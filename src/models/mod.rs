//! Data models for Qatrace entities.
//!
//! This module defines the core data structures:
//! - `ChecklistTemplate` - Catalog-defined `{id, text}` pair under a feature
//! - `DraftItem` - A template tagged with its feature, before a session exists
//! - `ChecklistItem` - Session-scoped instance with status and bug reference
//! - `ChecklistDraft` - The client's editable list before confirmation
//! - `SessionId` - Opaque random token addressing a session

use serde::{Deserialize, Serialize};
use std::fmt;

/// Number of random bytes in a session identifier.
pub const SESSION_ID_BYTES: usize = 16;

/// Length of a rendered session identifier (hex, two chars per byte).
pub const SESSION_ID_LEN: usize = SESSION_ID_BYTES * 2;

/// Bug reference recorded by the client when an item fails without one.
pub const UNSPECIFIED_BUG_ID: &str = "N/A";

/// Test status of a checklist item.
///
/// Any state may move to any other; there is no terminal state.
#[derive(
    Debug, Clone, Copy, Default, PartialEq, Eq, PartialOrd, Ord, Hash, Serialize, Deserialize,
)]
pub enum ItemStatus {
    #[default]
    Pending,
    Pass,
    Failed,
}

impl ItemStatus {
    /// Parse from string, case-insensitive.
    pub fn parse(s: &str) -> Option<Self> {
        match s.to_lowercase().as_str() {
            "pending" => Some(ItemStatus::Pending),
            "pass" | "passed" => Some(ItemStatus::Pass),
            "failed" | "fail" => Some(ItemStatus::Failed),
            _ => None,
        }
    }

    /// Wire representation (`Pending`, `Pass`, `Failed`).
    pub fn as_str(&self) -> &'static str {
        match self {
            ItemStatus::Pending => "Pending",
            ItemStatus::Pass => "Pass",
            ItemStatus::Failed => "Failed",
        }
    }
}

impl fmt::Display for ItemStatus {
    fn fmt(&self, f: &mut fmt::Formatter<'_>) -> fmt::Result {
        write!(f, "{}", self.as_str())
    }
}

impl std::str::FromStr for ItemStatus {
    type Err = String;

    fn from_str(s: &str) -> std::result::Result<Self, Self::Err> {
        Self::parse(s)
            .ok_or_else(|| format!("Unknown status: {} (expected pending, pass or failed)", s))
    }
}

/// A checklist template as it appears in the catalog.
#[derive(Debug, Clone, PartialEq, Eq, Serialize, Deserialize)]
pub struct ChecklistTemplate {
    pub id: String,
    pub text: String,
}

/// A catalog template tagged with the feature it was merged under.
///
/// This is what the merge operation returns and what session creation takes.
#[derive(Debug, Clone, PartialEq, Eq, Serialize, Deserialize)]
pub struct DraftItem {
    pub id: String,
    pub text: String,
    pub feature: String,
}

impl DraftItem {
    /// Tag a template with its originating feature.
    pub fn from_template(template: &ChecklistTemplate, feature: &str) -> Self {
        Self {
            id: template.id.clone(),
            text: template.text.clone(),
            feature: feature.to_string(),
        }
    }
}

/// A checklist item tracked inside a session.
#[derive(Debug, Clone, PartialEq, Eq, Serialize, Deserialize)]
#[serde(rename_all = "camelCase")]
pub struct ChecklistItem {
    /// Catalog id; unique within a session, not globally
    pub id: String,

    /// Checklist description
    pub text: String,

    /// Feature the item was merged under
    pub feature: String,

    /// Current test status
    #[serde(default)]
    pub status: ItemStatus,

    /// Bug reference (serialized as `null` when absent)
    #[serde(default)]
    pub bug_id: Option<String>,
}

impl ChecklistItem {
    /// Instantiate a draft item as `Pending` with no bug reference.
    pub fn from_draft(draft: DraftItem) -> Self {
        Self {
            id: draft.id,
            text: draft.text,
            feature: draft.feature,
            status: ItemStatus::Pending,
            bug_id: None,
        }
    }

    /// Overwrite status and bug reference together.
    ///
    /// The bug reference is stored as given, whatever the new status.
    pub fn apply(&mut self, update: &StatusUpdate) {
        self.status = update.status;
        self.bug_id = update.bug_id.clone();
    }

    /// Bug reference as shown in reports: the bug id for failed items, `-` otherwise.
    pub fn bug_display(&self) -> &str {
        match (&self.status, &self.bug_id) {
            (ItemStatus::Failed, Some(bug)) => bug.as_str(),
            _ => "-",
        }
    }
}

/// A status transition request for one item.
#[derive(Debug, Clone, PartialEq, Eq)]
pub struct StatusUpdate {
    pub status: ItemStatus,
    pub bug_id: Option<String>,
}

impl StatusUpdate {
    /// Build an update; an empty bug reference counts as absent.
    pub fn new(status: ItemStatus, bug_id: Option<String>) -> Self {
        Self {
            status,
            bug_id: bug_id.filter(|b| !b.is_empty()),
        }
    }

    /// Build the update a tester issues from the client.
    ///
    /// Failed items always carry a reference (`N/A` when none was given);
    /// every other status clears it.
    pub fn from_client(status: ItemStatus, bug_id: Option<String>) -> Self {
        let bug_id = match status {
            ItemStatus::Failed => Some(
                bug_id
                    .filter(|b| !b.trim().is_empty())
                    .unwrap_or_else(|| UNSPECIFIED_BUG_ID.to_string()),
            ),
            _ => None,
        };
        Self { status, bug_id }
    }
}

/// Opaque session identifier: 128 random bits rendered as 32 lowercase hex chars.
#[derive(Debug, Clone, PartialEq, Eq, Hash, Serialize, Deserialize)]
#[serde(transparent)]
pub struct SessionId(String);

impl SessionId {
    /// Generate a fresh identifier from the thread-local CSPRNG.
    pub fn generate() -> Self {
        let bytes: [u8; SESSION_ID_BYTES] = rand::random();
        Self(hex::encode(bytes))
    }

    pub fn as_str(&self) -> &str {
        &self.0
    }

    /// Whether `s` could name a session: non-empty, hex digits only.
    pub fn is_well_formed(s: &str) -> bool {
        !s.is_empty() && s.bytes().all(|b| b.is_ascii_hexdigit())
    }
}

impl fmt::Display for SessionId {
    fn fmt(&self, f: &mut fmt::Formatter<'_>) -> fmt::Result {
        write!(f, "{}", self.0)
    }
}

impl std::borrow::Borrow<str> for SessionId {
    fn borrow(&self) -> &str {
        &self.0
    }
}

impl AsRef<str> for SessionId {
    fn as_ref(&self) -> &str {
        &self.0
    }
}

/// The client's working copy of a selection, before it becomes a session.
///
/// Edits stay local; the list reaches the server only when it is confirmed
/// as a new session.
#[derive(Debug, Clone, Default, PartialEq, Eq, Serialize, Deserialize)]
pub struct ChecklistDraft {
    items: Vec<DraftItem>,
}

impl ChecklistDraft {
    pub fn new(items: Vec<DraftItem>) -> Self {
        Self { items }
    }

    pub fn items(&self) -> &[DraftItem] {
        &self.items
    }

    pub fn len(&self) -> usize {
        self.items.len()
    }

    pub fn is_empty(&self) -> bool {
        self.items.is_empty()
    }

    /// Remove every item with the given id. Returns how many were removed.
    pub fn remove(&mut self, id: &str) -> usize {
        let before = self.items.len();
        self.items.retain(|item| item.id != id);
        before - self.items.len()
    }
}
····················
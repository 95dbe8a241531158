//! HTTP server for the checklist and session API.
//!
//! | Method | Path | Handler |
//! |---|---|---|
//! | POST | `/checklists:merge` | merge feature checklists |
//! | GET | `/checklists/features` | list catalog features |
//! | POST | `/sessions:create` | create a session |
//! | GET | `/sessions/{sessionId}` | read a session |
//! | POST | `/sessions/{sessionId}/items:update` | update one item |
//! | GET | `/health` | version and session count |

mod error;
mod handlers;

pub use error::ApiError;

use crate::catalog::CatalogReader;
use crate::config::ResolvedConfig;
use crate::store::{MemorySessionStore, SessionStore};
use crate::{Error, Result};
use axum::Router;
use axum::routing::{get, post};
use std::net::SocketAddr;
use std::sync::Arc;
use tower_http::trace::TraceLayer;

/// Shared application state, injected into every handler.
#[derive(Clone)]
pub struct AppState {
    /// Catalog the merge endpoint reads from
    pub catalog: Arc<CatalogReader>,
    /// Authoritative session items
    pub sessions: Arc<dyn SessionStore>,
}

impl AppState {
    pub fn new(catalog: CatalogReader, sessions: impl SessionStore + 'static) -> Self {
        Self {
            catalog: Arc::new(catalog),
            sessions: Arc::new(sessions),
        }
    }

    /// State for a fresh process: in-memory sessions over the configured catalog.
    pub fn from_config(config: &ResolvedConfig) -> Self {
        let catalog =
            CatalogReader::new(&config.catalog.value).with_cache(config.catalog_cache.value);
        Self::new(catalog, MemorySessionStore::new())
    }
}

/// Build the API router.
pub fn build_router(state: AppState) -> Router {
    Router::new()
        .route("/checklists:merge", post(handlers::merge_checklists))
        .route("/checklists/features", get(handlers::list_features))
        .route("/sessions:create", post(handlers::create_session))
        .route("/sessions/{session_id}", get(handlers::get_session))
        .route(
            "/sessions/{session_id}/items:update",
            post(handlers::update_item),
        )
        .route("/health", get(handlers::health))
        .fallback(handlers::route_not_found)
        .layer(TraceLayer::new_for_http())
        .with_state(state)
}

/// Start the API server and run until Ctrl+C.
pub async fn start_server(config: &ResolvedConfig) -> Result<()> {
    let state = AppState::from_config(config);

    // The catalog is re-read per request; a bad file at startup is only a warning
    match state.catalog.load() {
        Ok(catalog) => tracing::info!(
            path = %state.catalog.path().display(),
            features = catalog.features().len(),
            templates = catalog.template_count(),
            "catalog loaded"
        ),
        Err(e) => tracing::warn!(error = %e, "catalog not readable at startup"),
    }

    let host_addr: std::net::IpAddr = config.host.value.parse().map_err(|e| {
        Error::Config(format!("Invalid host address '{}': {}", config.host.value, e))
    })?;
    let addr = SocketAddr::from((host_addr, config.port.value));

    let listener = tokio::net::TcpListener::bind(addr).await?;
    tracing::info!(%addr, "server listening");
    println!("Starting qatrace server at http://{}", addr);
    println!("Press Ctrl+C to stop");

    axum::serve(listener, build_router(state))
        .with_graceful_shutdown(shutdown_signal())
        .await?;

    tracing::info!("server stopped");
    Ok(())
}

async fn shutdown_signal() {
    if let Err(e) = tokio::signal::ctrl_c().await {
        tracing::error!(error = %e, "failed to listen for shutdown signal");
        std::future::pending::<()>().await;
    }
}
····················
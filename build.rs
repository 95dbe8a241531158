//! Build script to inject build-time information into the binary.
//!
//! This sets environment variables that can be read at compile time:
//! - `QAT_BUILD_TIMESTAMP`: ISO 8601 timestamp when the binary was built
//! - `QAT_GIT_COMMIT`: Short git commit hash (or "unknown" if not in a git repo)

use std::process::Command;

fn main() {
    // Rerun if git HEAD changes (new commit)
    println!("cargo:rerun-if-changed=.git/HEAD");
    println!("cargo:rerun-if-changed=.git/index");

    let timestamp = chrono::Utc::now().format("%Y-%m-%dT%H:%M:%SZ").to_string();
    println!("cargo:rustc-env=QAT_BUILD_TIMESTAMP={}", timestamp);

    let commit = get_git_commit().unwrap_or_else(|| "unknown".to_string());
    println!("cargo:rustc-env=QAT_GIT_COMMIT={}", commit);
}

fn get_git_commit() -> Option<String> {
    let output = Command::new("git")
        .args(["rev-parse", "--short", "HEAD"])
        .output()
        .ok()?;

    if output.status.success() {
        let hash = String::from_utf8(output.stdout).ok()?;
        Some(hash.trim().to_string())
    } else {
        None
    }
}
····················
About this exercise:
Out of the data above, give again only the lines starting at the one holding "filename src/models/mod.rs" and ending at the one holding "pub const SESSION_ID_LEN: usize", unchanged.

Task output:
filename src/models/mod.rs
//! Data models for Qatrace entities.
//!
//! This module defines the core data structures:
//! - `ChecklistTemplate` - Catalog-defined `{id, text}` pair under a feature
//! - `DraftItem` - A template tagged with its feature, before a session exists
//! - `ChecklistItem` - Session-scoped instance with status and bug reference
//! - `ChecklistDraft` - The client's editable list before confirmation
//! - `SessionId` - Opaque random token addressing a session

use serde::{Deserialize, Serialize};
use std::fmt;

/// Number of random bytes in a session identifier.
pub const SESSION_ID_BYTES: usize = 16;

/// Length of a rendered session identifier (hex, two chars per byte).
pub const SESSION_ID_LEN: usize = SESSION_ID_BYTES * 2;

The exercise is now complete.